ZorroSign is a Data Security Platform Build on Blockchain

Advancing data security is critical for any technology managing data, and ZorroSign delivers data security in several ways.

The first way ZorroSign supports data security is by using distributed ledger technologies—originally built on Hyperledger Fabric, now expanded to include the Provenance Blockchain—ZorroSign provides superior privacy and security, while preventing fraud and ensuring regulatory compliance.

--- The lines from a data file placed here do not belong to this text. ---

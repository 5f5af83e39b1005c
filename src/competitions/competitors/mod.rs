use axum::{Json, extract::Path};
use chrono::{NaiveDateTime, Utc};
use diesel::{connection::LoadConnection, prelude::*, sqlite::Sqlite};
use serde::{Deserialize, Serialize};
use tracing::info;
use uuid::Uuid;

use crate::{
    auth::User,
    competitions::{Competition, events::Event},
    permission::{Permission, require},
    schema::{competitors, events},
    state::Conn,
    util_resp::{
        FailureResponse, StandardResponse, bad_request_json, json_created,
        json_ok,
    },
    validation::is_non_empty,
};

#[derive(Serialize, Deserialize, Queryable, Clone, Debug, PartialEq)]
pub struct Competitor {
    pub id: String,
    pub event_id: String,
    pub first_name: String,
    pub last_name: String,
    pub club: Option<String>,
    pub age_group: Option<String>,
    pub created_at: NaiveDateTime,
}

impl Competitor {
    #[tracing::instrument(skip(conn))]
    pub fn fetch(
        competitor_id: &str,
        conn: &mut impl LoadConnection<Backend = Sqlite>,
    ) -> Result<Self, FailureResponse> {
        competitors::table
            .filter(competitors::id.eq(competitor_id))
            .first::<Competitor>(conn)
            .optional()?
            .ok_or(FailureResponse::NotFound(()))
    }

    /// Competitors of an event by last name, then first name. The id breaks
    /// ties between namesakes so that the order never changes between polls.
    pub fn of_event(
        event_id: &str,
        conn: &mut impl LoadConnection<Backend = Sqlite>,
    ) -> Result<Vec<Self>, FailureResponse> {
        Ok(competitors::table
            .filter(competitors::event_id.eq(event_id))
            .order_by((
                competitors::last_name.asc(),
                competitors::first_name.asc(),
                competitors::id.asc(),
            ))
            .load::<Competitor>(conn)?)
    }

    pub fn display_name(&self) -> String {
        format!("{} {}", self.first_name, self.last_name)
    }
}

#[derive(Serialize, Debug)]
pub struct CompetitorWithEvent {
    #[serde(flatten)]
    pub competitor: Competitor,
    pub event_name: String,
}

#[derive(Deserialize, Debug)]
pub struct CompetitorInput {
    pub first_name: String,
    pub last_name: String,
    pub club: Option<String>,
    pub age_group: Option<String>,
}

impl CompetitorInput {
    fn validate(&self) -> Result<(), String> {
        is_non_empty("first name", &self.first_name)?;
        is_non_empty("last name", &self.last_name)
    }
}

pub async fn list_competitors(
    Path(event_id): Path<String>,
    mut conn: Conn<false>,
) -> StandardResponse {
    let event = Event::fetch(&event_id, &mut *conn)?;
    json_ok(Competitor::of_event(&event.id, &mut *conn)?)
}

pub async fn list_competition_competitors(
    Path(competition_id): Path<String>,
    mut conn: Conn<false>,
) -> StandardResponse {
    let competition = Competition::fetch(&competition_id, &mut *conn)?;

    let rows = competitors::table
        .inner_join(events::table)
        .filter(events::competition_id.eq(&competition.id))
        .order_by((
            events::name.asc(),
            competitors::last_name.asc(),
            competitors::first_name.asc(),
        ))
        .select((competitors::all_columns, events::name))
        .load::<(Competitor, String)>(&mut *conn)?;

    json_ok(
        rows.into_iter()
            .map(|(competitor, event_name)| CompetitorWithEvent {
                competitor,
                event_name,
            })
            .collect::<Vec<_>>(),
    )
}

pub async fn get_competitor(
    Path(competitor_id): Path<String>,
    mut conn: Conn<false>,
) -> StandardResponse {
    json_ok(Competitor::fetch(&competitor_id, &mut *conn)?)
}

pub async fn create_competitor(
    Path(event_id): Path<String>,
    user: User,
    mut conn: Conn<true>,
    Json(input): Json<CompetitorInput>,
) -> StandardResponse {
    require(&user, Permission::ManageCompetitions)?;

    let event = Event::fetch(&event_id, &mut *conn)?;

    if let Err(e) = input.validate() {
        return bad_request_json(e);
    }

    let id = Uuid::now_v7().to_string();
    diesel::insert_into(competitors::table)
        .values((
            competitors::id.eq(&id),
            competitors::event_id.eq(&event.id),
            competitors::first_name.eq(input.first_name.trim()),
            competitors::last_name.eq(input.last_name.trim()),
            competitors::club.eq(&input.club),
            competitors::age_group.eq(&input.age_group),
            competitors::created_at.eq(Utc::now().naive_utc()),
        ))
        .execute(&mut *conn)?;

    info!(competitor = %id, event = %event.id, "added competitor");

    json_created(Competitor::fetch(&id, &mut *conn)?)
}

pub async fn update_competitor(
    Path(competitor_id): Path<String>,
    user: User,
    mut conn: Conn<true>,
    Json(input): Json<CompetitorInput>,
) -> StandardResponse {
    require(&user, Permission::ManageCompetitions)?;

    let competitor = Competitor::fetch(&competitor_id, &mut *conn)?;

    if let Err(e) = input.validate() {
        return bad_request_json(e);
    }

    diesel::update(competitors::table.filter(competitors::id.eq(&competitor.id)))
        .set((
            competitors::first_name.eq(input.first_name.trim()),
            competitors::last_name.eq(input.last_name.trim()),
            competitors::club.eq(&input.club),
            competitors::age_group.eq(&input.age_group),
        ))
        .execute(&mut *conn)?;

    json_ok(Competitor::fetch(&competitor.id, &mut *conn)?)
}

pub async fn delete_competitor(
    Path(competitor_id): Path<String>,
    user: User,
    mut conn: Conn<true>,
) -> StandardResponse {
    require(&user, Permission::ManageCompetitions)?;

    let competitor = Competitor::fetch(&competitor_id, &mut *conn)?;
    diesel::delete(competitors::table.filter(competitors::id.eq(&competitor.id)))
        .execute(&mut *conn)?;

    info!(competitor = %competitor.id, "removed competitor");

    json_ok(serde_json::json!({ "deleted": competitor.id }))
}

Blockchains provide structural layers of protection from cybercrime like ransomware, malware, or phishing attacks by decentralizing the data set itself (preventing any one breach to access the entire data set), and then by giving endpoints (or nodes) a quick path to recovery, even if they are themselves breached or their access ransomed. Unlike centralized databases—which can be breached at unsecure endpoints (users and devices) or even at managed service providers (MSPs) hosting them—giving attackers complete control once they gain central access, blockchain technology distributes data physically across separate nodes. By decentralizing data storage, blockchain effectively prevents any one endpoint (even if compromised) from gaining control of the full data set. This distributed nature defeats any attack seeking to breach a system and holistically encrypts the data files stored inside: A single endpoint node might be breached, and its files held for ransom, but the larger data set cannot be controlled by any one endpoint (or central authority) and so attackers cannot capture the full data set for encryption, ransom, and shutting down the network.

ZorroSign has further elevated our data security through our patented fraud detection technology we call the Z-Forensics token. This unique digital solution can:

  • Prove that the individual who is performing the action to sign the document is who they claim to be (verification)
  • Apply a digital equivalent of a wet-ink signature to the document (legal intent)
  • Prove the authenticity of the printed or digital version of an electronically signed document, its content, attachments, and the signatures on it (authenticity)

Plus ZorroSign supports computer security with passwordless authentication capabilities, leveraging the biometric security of Apple and Android mobile devices to login to the device (and ZorroSign app) with hardware biometric capture features such as face, fingerprint, and iris scans.  Such biometric login facilitates user authentication at the device-level without passwords (which can be hacked or stolen) for elevated security of digital signatures and your digital documents.